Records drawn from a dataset
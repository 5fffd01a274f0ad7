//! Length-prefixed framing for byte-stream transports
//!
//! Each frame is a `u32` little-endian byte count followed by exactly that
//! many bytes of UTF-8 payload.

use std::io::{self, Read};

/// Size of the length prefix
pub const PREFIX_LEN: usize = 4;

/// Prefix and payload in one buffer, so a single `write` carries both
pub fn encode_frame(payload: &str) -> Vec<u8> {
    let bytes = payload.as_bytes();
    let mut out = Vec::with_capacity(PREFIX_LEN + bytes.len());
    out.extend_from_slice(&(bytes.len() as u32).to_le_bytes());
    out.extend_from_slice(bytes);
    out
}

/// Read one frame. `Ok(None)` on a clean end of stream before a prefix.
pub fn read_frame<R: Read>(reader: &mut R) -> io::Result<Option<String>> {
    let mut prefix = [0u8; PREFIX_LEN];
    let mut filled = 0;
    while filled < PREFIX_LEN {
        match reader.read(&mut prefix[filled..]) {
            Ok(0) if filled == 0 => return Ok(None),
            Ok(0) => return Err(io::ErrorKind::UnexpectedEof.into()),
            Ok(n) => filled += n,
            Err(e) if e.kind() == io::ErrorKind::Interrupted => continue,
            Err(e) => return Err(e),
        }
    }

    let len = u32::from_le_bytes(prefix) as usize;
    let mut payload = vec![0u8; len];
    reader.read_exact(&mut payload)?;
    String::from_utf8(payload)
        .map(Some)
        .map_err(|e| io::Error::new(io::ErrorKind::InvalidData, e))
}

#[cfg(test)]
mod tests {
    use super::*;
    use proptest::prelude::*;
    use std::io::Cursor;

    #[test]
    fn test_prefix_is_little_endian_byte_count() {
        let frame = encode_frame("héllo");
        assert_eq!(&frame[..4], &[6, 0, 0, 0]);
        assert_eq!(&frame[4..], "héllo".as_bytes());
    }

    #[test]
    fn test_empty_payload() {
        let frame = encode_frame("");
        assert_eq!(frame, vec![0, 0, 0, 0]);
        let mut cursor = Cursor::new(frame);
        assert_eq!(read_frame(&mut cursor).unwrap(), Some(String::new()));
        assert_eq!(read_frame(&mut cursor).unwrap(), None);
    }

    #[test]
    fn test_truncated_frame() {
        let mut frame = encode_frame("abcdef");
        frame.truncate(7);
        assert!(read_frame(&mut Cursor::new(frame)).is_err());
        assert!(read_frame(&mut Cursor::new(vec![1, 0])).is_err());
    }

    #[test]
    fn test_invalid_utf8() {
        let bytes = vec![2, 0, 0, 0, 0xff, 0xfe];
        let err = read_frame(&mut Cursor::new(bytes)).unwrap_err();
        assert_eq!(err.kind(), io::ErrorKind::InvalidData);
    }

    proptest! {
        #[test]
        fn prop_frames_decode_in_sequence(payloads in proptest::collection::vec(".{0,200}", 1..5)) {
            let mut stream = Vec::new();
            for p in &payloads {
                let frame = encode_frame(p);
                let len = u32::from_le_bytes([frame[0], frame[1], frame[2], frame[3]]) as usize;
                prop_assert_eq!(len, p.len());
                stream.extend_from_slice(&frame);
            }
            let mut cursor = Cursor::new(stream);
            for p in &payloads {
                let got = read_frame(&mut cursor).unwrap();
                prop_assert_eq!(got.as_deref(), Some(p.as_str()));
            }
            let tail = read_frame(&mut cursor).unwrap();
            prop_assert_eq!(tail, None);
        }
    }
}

...

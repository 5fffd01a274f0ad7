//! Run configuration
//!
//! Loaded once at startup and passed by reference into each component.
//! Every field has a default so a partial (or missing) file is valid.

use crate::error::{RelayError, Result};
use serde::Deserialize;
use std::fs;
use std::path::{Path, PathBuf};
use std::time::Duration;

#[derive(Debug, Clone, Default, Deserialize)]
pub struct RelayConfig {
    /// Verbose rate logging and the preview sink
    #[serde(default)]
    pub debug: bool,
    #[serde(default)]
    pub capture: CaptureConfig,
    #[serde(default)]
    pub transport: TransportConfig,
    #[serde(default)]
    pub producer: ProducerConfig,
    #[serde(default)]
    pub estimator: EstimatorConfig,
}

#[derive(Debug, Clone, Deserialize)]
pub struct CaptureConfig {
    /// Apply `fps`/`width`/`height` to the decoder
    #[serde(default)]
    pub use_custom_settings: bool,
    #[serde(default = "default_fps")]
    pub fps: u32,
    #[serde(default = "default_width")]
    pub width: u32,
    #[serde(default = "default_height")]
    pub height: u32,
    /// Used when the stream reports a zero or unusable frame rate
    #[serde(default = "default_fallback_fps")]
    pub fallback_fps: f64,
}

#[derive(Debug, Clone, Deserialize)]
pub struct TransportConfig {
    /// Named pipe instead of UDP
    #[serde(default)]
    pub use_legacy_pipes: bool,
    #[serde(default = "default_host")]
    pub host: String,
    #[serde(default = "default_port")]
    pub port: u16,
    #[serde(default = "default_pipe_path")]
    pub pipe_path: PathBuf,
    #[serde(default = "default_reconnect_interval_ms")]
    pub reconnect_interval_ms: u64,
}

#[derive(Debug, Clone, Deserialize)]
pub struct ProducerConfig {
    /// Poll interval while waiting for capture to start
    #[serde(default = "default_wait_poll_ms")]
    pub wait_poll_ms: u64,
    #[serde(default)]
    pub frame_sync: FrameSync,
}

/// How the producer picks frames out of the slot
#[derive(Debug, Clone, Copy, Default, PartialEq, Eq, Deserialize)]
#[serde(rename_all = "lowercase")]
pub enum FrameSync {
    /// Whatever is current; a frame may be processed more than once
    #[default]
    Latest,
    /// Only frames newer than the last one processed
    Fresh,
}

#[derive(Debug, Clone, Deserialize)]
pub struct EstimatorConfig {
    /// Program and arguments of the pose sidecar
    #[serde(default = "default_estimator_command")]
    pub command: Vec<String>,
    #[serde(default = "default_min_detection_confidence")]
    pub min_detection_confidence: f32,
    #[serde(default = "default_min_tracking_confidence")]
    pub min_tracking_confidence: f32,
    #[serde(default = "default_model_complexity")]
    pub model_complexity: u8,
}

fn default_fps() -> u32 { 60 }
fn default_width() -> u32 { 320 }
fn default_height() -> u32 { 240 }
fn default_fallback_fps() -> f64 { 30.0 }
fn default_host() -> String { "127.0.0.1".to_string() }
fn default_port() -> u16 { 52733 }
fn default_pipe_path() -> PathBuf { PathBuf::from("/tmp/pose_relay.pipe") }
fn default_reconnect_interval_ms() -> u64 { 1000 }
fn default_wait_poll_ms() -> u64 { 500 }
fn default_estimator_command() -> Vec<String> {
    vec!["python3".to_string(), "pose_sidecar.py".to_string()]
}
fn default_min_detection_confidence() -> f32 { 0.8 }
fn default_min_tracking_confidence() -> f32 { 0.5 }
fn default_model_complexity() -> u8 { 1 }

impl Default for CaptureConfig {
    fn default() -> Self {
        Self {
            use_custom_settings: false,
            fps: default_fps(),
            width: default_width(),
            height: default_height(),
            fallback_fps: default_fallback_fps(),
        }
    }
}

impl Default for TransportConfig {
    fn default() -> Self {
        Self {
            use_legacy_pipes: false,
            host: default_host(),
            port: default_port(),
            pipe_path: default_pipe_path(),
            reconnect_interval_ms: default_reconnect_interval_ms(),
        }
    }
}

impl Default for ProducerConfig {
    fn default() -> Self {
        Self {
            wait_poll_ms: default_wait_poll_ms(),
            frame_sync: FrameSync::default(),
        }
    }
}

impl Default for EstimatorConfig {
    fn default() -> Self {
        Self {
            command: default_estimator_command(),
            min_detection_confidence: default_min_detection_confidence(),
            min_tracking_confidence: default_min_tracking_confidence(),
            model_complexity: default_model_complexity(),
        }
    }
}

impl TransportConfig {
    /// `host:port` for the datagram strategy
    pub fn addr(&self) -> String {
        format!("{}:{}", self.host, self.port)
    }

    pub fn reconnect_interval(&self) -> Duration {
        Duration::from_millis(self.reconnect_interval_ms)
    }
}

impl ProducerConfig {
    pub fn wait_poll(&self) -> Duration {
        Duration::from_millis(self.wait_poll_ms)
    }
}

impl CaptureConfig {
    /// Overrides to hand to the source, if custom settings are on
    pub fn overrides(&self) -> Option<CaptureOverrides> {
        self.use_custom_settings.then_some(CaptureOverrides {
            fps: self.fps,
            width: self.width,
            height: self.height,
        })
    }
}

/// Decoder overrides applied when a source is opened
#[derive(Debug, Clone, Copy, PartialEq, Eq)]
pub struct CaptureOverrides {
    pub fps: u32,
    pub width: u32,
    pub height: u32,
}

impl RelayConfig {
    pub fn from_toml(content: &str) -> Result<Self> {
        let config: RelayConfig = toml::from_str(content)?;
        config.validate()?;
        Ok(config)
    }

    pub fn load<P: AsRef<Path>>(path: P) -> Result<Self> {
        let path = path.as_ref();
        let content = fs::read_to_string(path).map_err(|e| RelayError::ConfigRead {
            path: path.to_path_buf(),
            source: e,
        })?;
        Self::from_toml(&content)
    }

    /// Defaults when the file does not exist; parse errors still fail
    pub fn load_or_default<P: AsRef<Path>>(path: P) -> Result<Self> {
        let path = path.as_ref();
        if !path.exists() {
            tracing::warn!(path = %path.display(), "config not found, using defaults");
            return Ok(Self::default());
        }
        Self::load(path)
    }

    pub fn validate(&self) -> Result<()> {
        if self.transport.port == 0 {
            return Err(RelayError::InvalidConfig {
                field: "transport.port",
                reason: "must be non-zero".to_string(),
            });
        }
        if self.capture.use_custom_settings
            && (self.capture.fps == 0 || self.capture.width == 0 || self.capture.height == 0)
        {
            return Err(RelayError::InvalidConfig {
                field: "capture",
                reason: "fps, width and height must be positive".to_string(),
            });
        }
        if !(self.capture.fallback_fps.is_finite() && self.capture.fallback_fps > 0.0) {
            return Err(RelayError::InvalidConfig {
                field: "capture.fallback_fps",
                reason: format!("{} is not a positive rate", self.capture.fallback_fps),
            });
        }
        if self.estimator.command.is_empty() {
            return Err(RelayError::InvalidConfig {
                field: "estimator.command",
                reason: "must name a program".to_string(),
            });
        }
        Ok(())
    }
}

=== YOUR ASSIGNMENT ===
Only one stretch of the data above is needed. Restate it word for word, from the line containing "let mut filled = 0;" through the line containing "assert_eq!(frame, vec![0, 0, 0, 0]);", both ends included.

=== YOUR SOLUTION ===
    let mut filled = 0;
    while filled < PREFIX_LEN {
        match reader.read(&mut prefix[filled..]) {
            Ok(0) if filled == 0 => return Ok(None),
            Ok(0) => return Err(io::ErrorKind::UnexpectedEof.into()),
            Ok(n) => filled += n,
            Err(e) if e.kind() == io::ErrorKind::Interrupted => continue,
            Err(e) => return Err(e),
        }
    }

    let len = u32::from_le_bytes(prefix) as usize;
    let mut payload = vec![0u8; len];
    reader.read_exact(&mut payload)?;
    String::from_utf8(payload)
        .map(Some)
        .map_err(|e| io::Error::new(io::ErrorKind::InvalidData, e))
}

#[cfg(test)]
mod tests {
    use super::*;
    use proptest::prelude::*;
    use std::io::Cursor;

    #[test]
    fn test_prefix_is_little_endian_byte_count() {
        let frame = encode_frame("héllo");
        assert_eq!(&frame[..4], &[6, 0, 0, 0]);
        assert_eq!(&frame[4..], "héllo".as_bytes());
    }

    #[test]
    fn test_empty_payload() {
        let frame = encode_frame("");
        assert_eq!(frame, vec![0, 0, 0, 0]);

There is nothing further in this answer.